### Problem description
Go through the entries below, tally each line that has the word "value", and give only the total.
Start of Given data
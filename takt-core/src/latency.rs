//! ## takt-core::latency
//! **Synthetic control-loop latency model**
//!
//! A cycle's latency is normally distributed:
//!
//! - mean  = `base_latency_us + load_percent * per_percent_us`
//! - sigma = `base_jitter_us * jitter_scale`
//!
//! Samples are floored at zero and rounded to the nearest microsecond.
//! The model is pure; the caller owns the random stream.

use rand::Rng;
use rand_distr::StandardNormal;

use crate::error::SchedulerError;

#[derive(Debug, Clone, Copy, PartialEq)]
pub struct LatencyModel {
    pub base_latency_us: f64,
    pub per_percent_us: f64,
    pub base_jitter_us: f64,
}

impl Default for LatencyModel {
    fn default() -> Self {
        Self {
            base_latency_us: 15_000.0,
            per_percent_us: 20.0,
            base_jitter_us: 100.0,
        }
    }
}

impl LatencyModel {
    pub fn new(
        base_latency_us: f64,
        per_percent_us: f64,
        base_jitter_us: f64,
    ) -> Result<Self, SchedulerError> {
        let model = Self {
            base_latency_us,
            per_percent_us,
            base_jitter_us,
        };
        model.validate()?;
        Ok(model)
    }

    /// All constants must be finite and non-negative.
    pub fn validate(&self) -> Result<(), SchedulerError> {
        for (name, value) in [
            ("base_latency_us", self.base_latency_us),
            ("per_percent_us", self.per_percent_us),
            ("base_jitter_us", self.base_jitter_us),
        ] {
            if !value.is_finite() || value < 0.0 {
                return Err(SchedulerError::InvalidConfiguration(format!(
                    "{name} must be finite and >= 0, got {value}"
                )));
            }
        }
        Ok(())
    }

    #[inline]
    pub fn mean_us(&self, load_percent: i32) -> f64 {
        self.base_latency_us + f64::from(load_percent) * self.per_percent_us
    }

    #[inline]
    pub fn sigma_us(&self, jitter_scale: f64) -> f64 {
        self.base_jitter_us * jitter_scale
    }

    /// Draws one latency sample in microseconds.
    #[inline]
    pub fn sample<R: Rng + ?Sized>(&self, load_percent: i32, jitter_scale: f64, rng: &mut R) -> u64 {
        let z: f64 = rng.sample(StandardNormal);
        let raw = self.mean_us(load_percent) + self.sigma_us(jitter_scale) * z;
        // `max` maps NaN to 0.0 as well; the cast saturates on overflow.
        raw.max(0.0).round() as u64
    }
}

#[cfg(test)]
mod tests {
    use super::*;
    use rand::SeedableRng;
    use rand_xoshiro::Xoshiro256PlusPlus;

    #[test]
    fn test_mean_and_sigma() {
        let model = LatencyModel::default();
        assert_eq!(model.mean_us(50), 16_000.0);
        assert_eq!(model.mean_us(0), 15_000.0);
        assert_eq!(model.sigma_us(1.0), 100.0);
        assert!((model.sigma_us(0.70) - 70.0).abs() < 1e-9);
    }

    #[test]
    fn test_zero_jitter_returns_mean() {
        let model = LatencyModel::new(1_000.0, 10.0, 0.0).unwrap();
        let mut rng = Xoshiro256PlusPlus::seed_from_u64(7);
        for load in [0, 25, 100] {
            assert_eq!(model.sample(load, 1.0, &mut rng), 1_000 + 10 * load as u64);
        }
    }

    #[test]
    fn test_negative_samples_clamp_to_zero() {
        let model = LatencyModel::new(0.0, 0.0, 1_000.0).unwrap();
        let mut rng = Xoshiro256PlusPlus::seed_from_u64(11);
        let zeros = (0..1_000)
            .map(|_| model.sample(0, 1.0, &mut rng))
            .filter(|&sample| sample == 0)
            .count();
        // Roughly half the raw draws are negative.
        assert!(zeros > 300, "expected many clamped samples, got {zeros}");
    }

    #[test]
    fn test_invalid_constants_rejected() {
        assert!(LatencyModel::new(-1.0, 20.0, 100.0).is_err());
        assert!(LatencyModel::new(15_000.0, f64::NAN, 100.0).is_err());
        assert!(LatencyModel::new(15_000.0, 20.0, f64::INFINITY).is_err());
        assert!(LatencyModel::default().validate().is_ok());
    }

    #[test]
    fn test_same_seed_same_samples() {
        let model = LatencyModel::default();
        let mut a = Xoshiro256PlusPlus::seed_from_u64(123_456);
        let mut b = Xoshiro256PlusPlus::seed_from_u64(123_456);
        for load in 0..100 {
            assert_eq!(model.sample(load, 1.0, &mut a), model.sample(load, 1.0, &mut b));
        }
    }
}
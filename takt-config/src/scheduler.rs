//! Per-variant scheduler parameters.

use serde::{Deserialize, Serialize};
use validator::Validate;

#[derive(Debug, Serialize, Deserialize, Validate, Clone, PartialEq)]
pub struct ProfileConfig {
    /// Multiplier on the base jitter.
    #[validate(range(min = 0.0, max = 10.0))]
    pub jitter_scale: f64,

    /// Seed of the scheduler's private random stream.
    pub seed: u64,
}

#[derive(Debug, Serialize, Deserialize, Validate, Clone, PartialEq)]
pub struct SchedulersConfig {
    /// General-purpose scheduler.
    #[serde(default = "default_profile")]
    #[validate(nested)]
    pub default: ProfileConfig,

    /// Real-time-tuned scheduler.
    #[serde(default = "rt_profile")]
    #[validate(nested)]
    pub rt: ProfileConfig,
}

fn default_profile() -> ProfileConfig {
    ProfileConfig {
        jitter_scale: 1.0,
        seed: 123_456,
    }
}

fn rt_profile() -> ProfileConfig {
    ProfileConfig {
        jitter_scale: 0.70,
        seed: 654_321,
    }
}

impl Default for SchedulersConfig {
    fn default() -> Self {
        Self {
            default: default_profile(),
            rt: rt_profile(),
        }
    }
}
End of Given data
### Solved problem
3